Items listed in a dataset

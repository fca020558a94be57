//! Dense leaderboard ranking.
//!
//! Tipsters are sorted by their total (descending) with a collated name tie-break
//! (Unicode Collation Algorithm, so `Émile` sorts between `adam` and `Zoe`), then ranked so that ties share a rank and the next distinct total takes
//! its 1-indexed position: `1, 1, 3, 4, 4, 6`.

use std::cmp::Ordering;
use std::collections::HashSet;

use feruca::Collator;
use serde::{Deserialize, Serialize};
use tracing::debug;

use super::{aggregate, Aggregate, CalculateError};
use crate::models::{Metric, RankedEntity, ScoredEntity, TipsterId, TipsterReview};

/// How non-participants are treated when ordering.
#[derive(Debug, Clone, Copy, Default, PartialEq, Eq, Serialize, Deserialize)]
#[serde(rename_all = "lowercase")]
pub enum OrderingMode {
    /// Order purely by total. A non-participant is a total of 0 like any other.
    #[default]
    Leaderboard,
    /// Participants first, then total. Non-participants always rank after every
    /// participant, including participants whose total is 0 or negative.
    Selections,
}

/// Rank scored entities. Totals and participation come from each entity's per-race values.
pub fn rank(
    entities: Vec<ScoredEntity>,
    mode: OrderingMode,
) -> Result<Vec<RankedEntity>, CalculateError> {
    let rows = entities
        .into_iter()
        .map(|entity| {
            let agg = aggregate(&entity.per_race_values);
            (entity, agg)
        })
        .collect();

    rank_aggregated(rows, mode)
}

/// Rank entities whose aggregate has already been computed.
///
/// Used where participation is decided by something other than the scored values,
/// e.g. the review tables where submitting a tip counts even before results are in.
pub fn rank_aggregated(
    mut rows: Vec<(ScoredEntity, Aggregate)>,
    mode: OrderingMode,
) -> Result<Vec<RankedEntity>, CalculateError> {
    validate(&rows)?;

    let mut collator = Collator::default();
    rows.sort_by(|a, b| compare(&mut collator, a, b, mode));

    let ranks = assign_dense_ranks(&rows, |prev, cur| same_rank(prev, cur, mode));

    let ranked: Vec<RankedEntity> = rows
        .into_iter()
        .zip(ranks)
        .map(|((entity, agg), rank)| RankedEntity {
            entity,
            total: agg.total,
            has_participated: agg.has_participated,
            rank,
        })
        .collect();

    debug!("Ranked {} entities ({:?})", ranked.len(), mode);
    Ok(ranked)
}

/// Rank the tipsters of one raceday on a metric.
///
/// In `Selections` mode a tipster participates when they submitted tips; in
/// `Leaderboard` mode participation follows the metric's values.
pub fn rank_reviews(
    reviews: &[TipsterReview],
    metric: Metric,
    mode: OrderingMode,
) -> Result<Vec<RankedEntity>, CalculateError> {
    let rows = reviews
        .iter()
        .map(|review| {
            let entity = review.scored_entity(metric);
            let mut agg = aggregate(&entity.per_race_values);
            if mode == OrderingMode::Selections {
                agg.has_participated = review.has_tipped();
            }
            (entity, agg)
        })
        .collect();

    rank_aggregated(rows, mode)
}

/// Assign dense ranks to an already sorted sequence.
///
/// `same(prev, cur)` decides whether `cur` ties with the element before it. A tie
/// inherits the previous rank; otherwise the rank becomes the 1-indexed position.
pub fn assign_dense_ranks<T, F>(sorted: &[T], same: F) -> Vec<u32>
where
    F: Fn(&T, &T) -> bool,
{
    let mut ranks = Vec::with_capacity(sorted.len());
    let mut current = 1u32;

    for (i, item) in sorted.iter().enumerate() {
        if i > 0 && !same(&sorted[i - 1], item) {
            current = i as u32 + 1;
        }
        ranks.push(current);
    }

    ranks
}

fn validate(rows: &[(ScoredEntity, Aggregate)]) -> Result<(), CalculateError> {
    let mut seen = HashSet::with_capacity(rows.len());

    for (entity, agg) in rows {
        if !seen.insert(entity.id) {
            return Err(CalculateError::DuplicateEntity(entity.id));
        }

        for (&race_no, value) in &entity.per_race_values {
            if race_no == 0 {
                return Err(CalculateError::InvalidRaceNumber(race_no));
            }
            if !value.is_finite() {
                return Err(CalculateError::NonFiniteValue {
                    entity: entity.id,
                    race_no,
                });
            }
        }

        if !agg.total.is_finite() {
            return Err(CalculateError::TotalOverflow(entity.id));
        }
    }

    Ok(())
}

fn compare(
    collator: &mut Collator,
    a: &(ScoredEntity, Aggregate),
    b: &(ScoredEntity, Aggregate),
    mode: OrderingMode,
) -> Ordering {
    let participation = match mode {
        OrderingMode::Selections => b.1.has_participated.cmp(&a.1.has_participated),
        OrderingMode::Leaderboard => Ordering::Equal,
    };

    participation
        .then_with(|| b.1.total.partial_cmp(&a.1.total).unwrap_or(Ordering::Equal))
        .then_with(|| compare_names(collator, &a.0, &b.0))
}

fn compare_names(collator: &mut Collator, a: &ScoredEntity, b: &ScoredEntity) -> Ordering {
    name_order(
        collator,
        (a.display_name.as_str(), a.id),
        (b.display_name.as_str(), b.id),
    )
}

/// Collated name order, falling back to exact name and then id so the order is
/// total for any input permutation.
pub(crate) fn name_order(
    collator: &mut Collator,
    a: (&str, TipsterId),
    b: (&str, TipsterId),
) -> Ordering {
    collator
        .collate(a.0, b.0)
        .then_with(|| a.0.cmp(b.0))
        .then_with(|| a.1.cmp(&b.1))
}

fn same_rank(
    prev: &(ScoredEntity, Aggregate),
    cur: &(ScoredEntity, Aggregate),
    mode: OrderingMode,
) -> bool {
    let participation_matches = match mode {
        OrderingMode::Selections => prev.1.has_participated == cur.1.has_participated,
        OrderingMode::Leaderboard => true,
    };
    participation_matches && prev.1.total == cur.1.total
}
//! Display helpers for places, odds and dollar amounts.

/// English ordinal for a place: 1st, 2nd, 3rd, 4th, 11th, 21st, 111th.
pub fn ordinal(n: u32) -> String {
    let suffix = match (n % 10, n % 100) {
        (_, 11..=13) => "th",
        (1, _) => "st",
        (2, _) => "nd",
        (3, _) => "rd",
        _ => "th",
    };
    format!("{}{}", n, suffix)
}

/// Dollar amount with two decimals and thousands separators: `$1,234.50`, `-$5.00`.
pub fn format_currency(amount: f64) -> String {
    let cents = (amount.abs() * 100.0).round() as u64;
    let dollars = cents / 100;
    let sign = if amount < 0.0 && cents > 0 { "-" } else { "" };

    let digits = dollars.to_string();
    let mut grouped = String::with_capacity(digits.len() + digits.len() / 3);
    for (i, ch) in digits.chars().enumerate() {
        if i > 0 && (digits.len() - i) % 3 == 0 {
            grouped.push(',');
        }
        grouped.push(ch);
    }

    format!("{}${}.{:02}", sign, grouped, cents % 100)
}

/// Win odds shown only against the winner.
pub fn format_win_odds(position: u32, odds: Option<f64>) -> String {
    match odds {
        Some(odds) if position == 1 => format!("${:.2}", odds),
        _ => String::new(),
    }
}

/// Place odds for the first three places. A zero dividend means no third dividend
/// was paid and shows as `NTD`.
pub fn format_place_odds(position: u32, odds: Option<f64>) -> String {
    match odds {
        Some(odds) if (1..=3).contains(&position) => {
            if odds == 0.0 {
                "NTD".to_string()
            } else {
                format!("${:.2}", odds)
            }
        }
        _ => String::new(),
    }
}
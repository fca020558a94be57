//! # Tipster Board
//!
//! Leaderboards, raceday windows and tip consensus for a horse-racing tipster
//! competition.
//!
//! ## Architecture
//!
//! - **models**: Core data structures (racedays, races, tips, reviews, ids)
//! - **calculate**: Ranking, pagination, date windows and aggregation
//! - **storage**: JSONL files per competition and snapshot import
//! - **api**: REST API endpoints
//! - **config**: Configuration loading and validation

pub mod api;
pub mod calculate;
pub mod config;
pub mod models;
pub mod storage;

pub use models::*;
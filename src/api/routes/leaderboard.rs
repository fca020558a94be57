use axum::extract::{Path, Query, State};
use axum::Json;
use serde::{Deserialize, Serialize};

use crate::api::state::AppState;
use crate::api::{find_raceday, load_comp, ApiError};
use crate::calculate::{rank_reviews, OrderingMode};
use crate::models::{Metric, RankedEntity, RacedayId, TipsterId};

#[derive(Debug, Deserialize)]
pub struct LeaderboardParams {
    /// "points" (default) or "odds"
    pub metric: Option<String>,
    /// Rows the client has loaded so far
    pub loaded: Option<usize>,
    /// Current tipster, flagged in the output
    pub tipster: Option<i64>,
}

#[derive(Debug, Clone, Serialize)]
pub struct LeaderboardEntry {
    #[serde(flatten)]
    pub ranked: RankedEntity,
    pub is_current: bool,
}

#[derive(Debug, Serialize)]
pub struct LeaderboardResponse {
    pub raceday_id: RacedayId,
    pub metric: Metric,
    pub entries: Vec<LeaderboardEntry>,
    pub has_more: bool,
    pub remaining_count: usize,
    pub visible_count: usize,
    pub total_count: usize,
    /// Next value to send as `loaded` for "load more"
    pub next_loaded: usize,
    /// The current tipster's row, even when it is not yet visible
    pub current: Option<LeaderboardEntry>,
}

pub async fn get_leaderboard(
    State(state): State<AppState>,
    Path((comp_id, raceday_id)): Path<(i64, i64)>,
    Query(params): Query<LeaderboardParams>,
) -> Result<Json<LeaderboardResponse>, ApiError> {
    let metric = match params.metric.as_deref() {
        Some(raw) => raw.parse::<Metric>().map_err(ApiError::BadRequest)?,
        None => Metric::default(),
    };
    let current_id = params.tipster.map(TipsterId::new);

    let comp = load_comp(&state, comp_id)?;
    let raceday = find_raceday(&comp, raceday_id)?;
    let reviews = comp.reviews_for(raceday.id);

    let entries: Vec<LeaderboardEntry> =
        rank_reviews(&reviews, metric, OrderingMode::Leaderboard)?
            .into_iter()
            .map(|ranked| LeaderboardEntry {
                is_current: Some(ranked.entity.id) == current_id,
                ranked,
            })
            .collect();

    let current = entries.iter().find(|e| e.is_current).cloned();
    let loaded = params.loaded.unwrap_or(0);
    let page = state.paginator.paginate(&entries, loaded);

    Ok(Json(LeaderboardResponse {
        raceday_id: raceday.id,
        metric,
        next_loaded: state.paginator.load_more(page.visible_count),
        entries: page.visible,
        has_more: page.has_more,
        remaining_count: page.remaining_count,
        visible_count: page.visible_count,
        total_count: page.total_count,
        current,
    }))
}
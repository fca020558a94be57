//! Races, runners and results.

use std::fmt;

use serde::{Deserialize, Serialize};

use super::{RaceNo, RacedayId, RunnerNo};

/// A runner on the racecard.
#[derive(Debug, Clone, PartialEq, Serialize, Deserialize)]
pub struct Runner {
    pub runner_no: RunnerNo,
    pub name: String,
    #[serde(default)]
    pub barrier: Option<u32>,
    #[serde(default)]
    pub jockey: Option<String>,
    #[serde(default)]
    pub weight: Option<String>,
    #[serde(default)]
    pub form: Option<String>,
}

impl Runner {
    pub fn new(runner_no: RunnerNo, name: String) -> Self {
        Self {
            runner_no,
            name,
            barrier: None,
            jockey: None,
            weight: None,
            form: None,
        }
    }

    /// The last five starts of the form line.
    pub fn recent_form(&self) -> &str {
        match self.form.as_deref() {
            Some(form) => {
                let skip = form.chars().count().saturating_sub(5);
                match form.char_indices().nth(skip) {
                    Some((idx, _)) => &form[idx..],
                    None => "",
                }
            }
            None => "",
        }
    }
}

/// A runner that finished in a paying position.
#[derive(Debug, Clone, PartialEq, Serialize, Deserialize)]
pub struct PlacedRunner {
    pub runner_no: RunnerNo,
    pub position: u32,
    #[serde(default)]
    pub runner_name: String,
    /// Win dividend
    #[serde(default)]
    pub win_odds: Option<f64>,
    /// Place dividend; 0.00 means no third dividend
    #[serde(default)]
    pub place_odds: Option<f64>,
}

/// One race on a raceday.
#[derive(Debug, Clone, PartialEq, Serialize, Deserialize)]
pub struct Race {
    pub raceday_id: RacedayId,
    pub race_no: RaceNo,
    #[serde(default)]
    pub notes: String,
    #[serde(default)]
    pub runners: Vec<Runner>,
    #[serde(default)]
    pub results: Vec<PlacedRunner>,
}

impl Race {
    pub fn new(raceday_id: RacedayId, race_no: RaceNo) -> Self {
        Self {
            raceday_id,
            race_no,
            notes: String::new(),
            runners: Vec::new(),
            results: Vec::new(),
        }
    }

    pub fn with_runners(mut self, runners: Vec<Runner>) -> Self {
        self.runners = runners;
        self
    }

    pub fn with_results(mut self, results: Vec<PlacedRunner>) -> Self {
        self.results = results;
        self
    }

    /// Whether results have been entered for this race.
    pub fn has_results(&self) -> bool {
        !self.results.is_empty()
    }

    /// Look up a runner's name by number.
    pub fn runner_name(&self, runner_no: RunnerNo) -> Option<&str> {
        self.runners
            .iter()
            .find(|r| r.runner_no == runner_no)
            .map(|r| r.name.as_str())
    }
}

/// Racecard badge for a race.
#[derive(Debug, Clone, Copy, PartialEq, Eq, Serialize, Deserialize)]
pub enum RaceStatus {
    #[serde(rename = "RESULT")]
    Result,
    #[serde(rename = "NEXT TO JUMP")]
    NextToJump,
    #[serde(rename = "PENDING")]
    Pending,
}

impl fmt::Display for RaceStatus {
    fn fmt(&self, f: &mut fmt::Formatter<'_>) -> fmt::Result {
        match self {
            RaceStatus::Result => write!(f, "RESULT"),
            RaceStatus::NextToJump => write!(f, "NEXT TO JUMP"),
            RaceStatus::Pending => write!(f, "PENDING"),
        }
    }
}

**Work item:** Search the records above for the word "None", then say how many lines contain it. Give the number alone.

**Solved problem:** 7